People in all the countries surveyed appreciated healthcare workers’ response to the pandemic, with 78% to 96% saying that hospitals, nurses, and doctors had done a good or very good job. “The share of people reporting this was significantly lower in Sweden (78%) than elsewhere. Rates were also relatively lower in the US (83%) and Canada (85%). The highest rates were in France and Germany, at 95% and 96%, respectively,” state the findings.
Across the globe, businesses have been forced to shut their doors to limit the spread of the virus, resulting in job losses and economic stagnation that have put hundreds of millions of people at financial risk. While approximately one-quarter of adults in Australia, Canada, and the US reported they had lost a job or source of income, the authors found that just 7% to 8% said the same in France, Germany, and the Netherlands. US adults were significantly more likely than adults in France, Germany, Netherlands, New Zealand, Sweden, and the UK to report losing a job or source of income.

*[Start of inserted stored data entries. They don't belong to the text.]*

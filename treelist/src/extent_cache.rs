use alloc::vec::Vec;

use crate::Span;
use crate::key::SpanExtentMap;

/// Shared cache of measured extents, keyed by span.
///
/// Entries are created lazily by nodes that received a real measurement;
/// absence means "use `estimated_extent × count`". Fresher measurements
/// unconditionally overwrite older ones, and nothing is ever evicted during a
/// session — memory is bounded by the number of distinct spans the tree can
/// address, each holding a single scalar.
///
/// The whole tree reads through one cache instance; writes are
/// single-threaded and last-write-wins, so no locking is involved. Every
/// rendering decision must read the latest value rather than hold an extent
/// across rebuilds.
#[derive(Clone, Debug)]
pub struct ExtentCache {
    measured: SpanExtentMap,
    estimated_extent: f64,
}

impl ExtentCache {
    pub fn new(estimated_extent: f64) -> Self {
        debug_assert!(
            estimated_extent.is_finite() && estimated_extent > 0.0,
            "estimated_extent must be a positive finite number"
        );
        Self {
            measured: SpanExtentMap::new(),
            estimated_extent,
        }
    }

    pub fn estimated_extent(&self) -> f64 {
        self.estimated_extent
    }

    /// Returns the measured extent for `span`, if one was recorded.
    pub fn get(&self, span: Span) -> Option<f64> {
        self.measured.get(&span).copied()
    }

    /// Best-known extent for `span`: the measurement if present, otherwise
    /// `estimated_extent × count`.
    pub fn extent_of(&self, span: Span) -> f64 {
        match self.measured.get(&span) {
            Some(&measured) => measured,
            None => self.estimated_extent * span.count as f64,
        }
    }

    /// Records a measurement, overwriting any prior value for `span`.
    ///
    /// Degenerate measurements (non-finite, zero, or negative) are rejected
    /// and the prior estimate stays in effect. Returns whether the value was
    /// stored.
    pub fn set(&mut self, span: Span, extent: f64) -> bool {
        if !extent.is_finite() || extent <= 0.0 {
            vwarn!(
                first_index = span.first_index,
                count = span.count,
                extent,
                "ExtentCache: degenerate measurement ignored"
            );
            return false;
        }
        self.measured.insert(span, extent);
        true
    }

    /// Number of spans with a recorded measurement.
    pub fn len(&self) -> usize {
        self.measured.len()
    }

    pub fn is_empty(&self) -> bool {
        self.measured.is_empty()
    }

    /// Iterates over the recorded measurements without allocating.
    pub fn for_each(&self, mut f: impl FnMut(Span, f64)) {
        for (span, extent) in self.measured.iter() {
            f(*span, *extent);
        }
    }

    /// Exports the recorded measurements as flat `(span, extent)` pairs.
    ///
    /// The snapshot round-trips through [`ExtentCache::import`] to reproduce
    /// placeholder extents across mount cycles without re-measuring.
    pub fn export(&self) -> Vec<(Span, f64)> {
        let mut out = Vec::with_capacity(self.measured.len());
        self.for_each(|span, extent| out.push((span, extent)));
        out
    }

    /// Replaces the recorded measurements from a snapshot.
    ///
    /// Degenerate entries are skipped with a warning, same as [`ExtentCache::set`].
    pub fn import(&mut self, entries: impl IntoIterator<Item = (Span, f64)>) {
        self.measured.clear();
        let mut n = 0usize;
        for (span, extent) in entries {
            if self.set(span, extent) {
                n += 1;
            }
        }
        vdebug!(entries = n, "ExtentCache::import");
    }
}
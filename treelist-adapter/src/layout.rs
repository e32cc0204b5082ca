use alloc::collections::BTreeMap;
use alloc::rc::Rc;
use alloc::vec::Vec;

use treelist::{Align, Axis, ElementId, ListHost, Rect, RenderContent, ScrollIntoViewOptions};

struct LayoutNode {
    parent: Option<u64>,
    children: Vec<u64>,
    content: Option<RenderContent>,
}

/// An in-memory scroll container implementing the engine's host contract.
///
/// Elements stack along the active axis in mount order: a placeholder
/// occupies its given extent, an item occupies its *true* extent (from the
/// `item_extent` function, which is how measurements come to disagree with
/// the engine's estimates), and a branch occupies the sum of its children.
///
/// The model answers the rect queries the polling provider needs, and its
/// `scroll_into_view` applies [`Align`] semantics immediately (no animation;
/// the behavior hint is ignored).
pub struct LayoutModel {
    axis: Axis,
    viewport_extent: f64,
    cross_extent: f64,
    scroll_offset: f64,
    detached: bool,
    item_extent: Rc<dyn Fn(usize) -> f64>,
    nodes: BTreeMap<u64, LayoutNode>,
    roots: Vec<u64>,
    scroll_log: Vec<(ElementId, ScrollIntoViewOptions)>,
}

impl LayoutModel {
    pub fn new(
        axis: Axis,
        viewport_extent: f64,
        cross_extent: f64,
        item_extent: impl Fn(usize) -> f64 + 'static,
    ) -> Self {
        Self {
            axis,
            viewport_extent,
            cross_extent,
            scroll_offset: 0.0,
            detached: false,
            item_extent: Rc::new(item_extent),
            nodes: BTreeMap::new(),
            roots: Vec::new(),
            scroll_log: Vec::new(),
        }
    }

    pub fn axis(&self) -> Axis {
        self.axis
    }

    pub fn viewport_extent(&self) -> f64 {
        self.viewport_extent
    }

    pub fn set_viewport_extent(&mut self, viewport_extent: f64) {
        self.viewport_extent = viewport_extent;
    }

    pub fn scroll_offset(&self) -> f64 {
        self.scroll_offset
    }

    pub fn set_scroll_offset(&mut self, offset: f64) {
        self.scroll_offset = offset.clamp(0.0, self.max_scroll_offset());
    }

    /// Simulates the container leaving the document: rect queries answer
    /// `None` and the polling provider degrades to a no-op.
    pub fn set_detached(&mut self, detached: bool) {
        self.detached = detached;
    }

    /// Total extent of the mounted content along the active axis.
    pub fn content_extent(&self) -> f64 {
        self.roots.iter().map(|&root| self.extent(root)).sum()
    }

    pub fn max_scroll_offset(&self) -> f64 {
        (self.content_extent() - self.viewport_extent).max(0.0)
    }

    /// Scroll-into-view calls recorded so far, in order.
    pub fn scroll_log(&self) -> &[(ElementId, ScrollIntoViewOptions)] {
        &self.scroll_log
    }

    pub fn for_each_element(&self, mut f: impl FnMut(ElementId)) {
        for &element in self.nodes.keys() {
            f(ElementId(element));
        }
    }

    pub fn contains_element(&self, element: ElementId) -> bool {
        self.nodes.contains_key(&element.0)
    }

    fn extent(&self, element: u64) -> f64 {
        let Some(node) = self.nodes.get(&element) else {
            return 0.0;
        };
        match node.content {
            Some(RenderContent::Placeholder { extent }) => extent,
            Some(RenderContent::Item { index, .. }) => (self.item_extent)(index),
            Some(RenderContent::Branch) => node
                .children
                .iter()
                .map(|&child| self.extent(child))
                .sum(),
            None => 0.0,
        }
    }

    /// Content-space start of an element along the active axis.
    fn content_start(&self, element: u64) -> f64 {
        let Some(node) = self.nodes.get(&element) else {
            return 0.0;
        };
        let (mut pos, siblings) = match node.parent {
            None => (0.0, &self.roots),
            Some(parent) => (
                self.content_start(parent),
                match self.nodes.get(&parent) {
                    Some(parent_node) => &parent_node.children,
                    None => return 0.0,
                },
            ),
        };
        for &sibling in siblings {
            if sibling == element {
                break;
            }
            pos += self.extent(sibling);
        }
        pos
    }

    fn scroll_target(&self, element: u64, align: Align) -> f64 {
        let start = self.content_start(element);
        let extent = self.extent(element);
        let end = start + extent;
        let view = self.viewport_extent;

        let target = match align {
            Align::Start => start,
            Align::End => end - view,
            Align::Center => start + extent / 2.0 - view / 2.0,
            Align::Auto => {
                let current = self.scroll_offset;
                let current_end = current + view;
                if start >= current && end <= current_end {
                    current
                } else if start < current {
                    start
                } else {
                    end - view
                }
            }
        };
        target.clamp(0.0, self.max_scroll_offset())
    }

    fn axis_rect(&self, pos: f64, size: f64) -> Rect {
        match self.axis {
            Axis::Vertical => Rect::new(0.0, pos, self.cross_extent, size),
            Axis::Horizontal => Rect::new(pos, 0.0, size, self.cross_extent),
        }
    }
}

impl ListHost for LayoutModel {
    fn mount(&mut self, element: ElementId, parent: Option<ElementId>) {
        self.nodes.insert(
            element.0,
            LayoutNode {
                parent: parent.map(|p| p.0),
                children: Vec::new(),
                content: None,
            },
        );
        match parent {
            None => self.roots.push(element.0),
            Some(parent) => {
                if let Some(parent_node) = self.nodes.get_mut(&parent.0) {
                    parent_node.children.push(element.0);
                }
            }
        }
    }

    fn update(&mut self, element: ElementId, content: &RenderContent) {
        if let Some(node) = self.nodes.get_mut(&element.0) {
            node.content = Some(*content);
        }
    }

    fn unmount(&mut self, element: ElementId) {
        let Some(node) = self.nodes.remove(&element.0) else {
            return;
        };
        match node.parent {
            None => self.roots.retain(|&root| root != element.0),
            Some(parent) => {
                if let Some(parent_node) = self.nodes.get_mut(&parent) {
                    parent_node.children.retain(|&child| child != element.0);
                }
            }
        }
    }

    fn scroll_into_view(&mut self, element: ElementId, options: &ScrollIntoViewOptions) {
        self.scroll_log.push((element, *options));
        self.scroll_offset = self.scroll_target(element.0, options.align);
    }

    fn container_rect(&self) -> Option<Rect> {
        if self.detached {
            return None;
        }
        Some(self.axis_rect(0.0, self.viewport_extent))
    }

    fn element_rect(&self, element: ElementId) -> Option<Rect> {
        if self.detached || !self.nodes.contains_key(&element.0) {
            return None;
        }
        let pos = self.content_start(element.0) - self.scroll_offset;
        Some(self.axis_rect(pos, self.extent(element.0)))
    }
}
pub mod errors;

pub use errors::PlayerError;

Americans were the most likely among survey respondents to report negative economic consequences stemming from Covid-19. More than 30% of US adults reported they have been faced with negative economic effects from the coronavirus pandemic, a significantly higher percentage than in any of the other countries. These effects include being unable to pay for basic necessities like food, heat, or rent, using up most personal savings, or borrowing money or taking out a loan. Rates were also high in Canada (24%) and Australia (21%). However, just 6% to 7% of German and Dutch respondents reported these financial hardships.
The analysis also reveals that 56% of US adults who reported experiencing any negative economic consequences of the pandemic also reported having mental health distress. The pandemic’s economic toll has contributed to higher levels of mental distress in other places as well. In the UK, this number stands at 53%. An estimated 50% each in Australia and Canada, who faced any type of financial problems reported experiencing mental health issues. “In all five countries for which reliable estimates could be calculated, people who said they experienced any type of economic insecurity since the start of the outbreak were several times more likely to also report stress, anxiety, and great sadness that was difficult to cope with alone,” the team explains.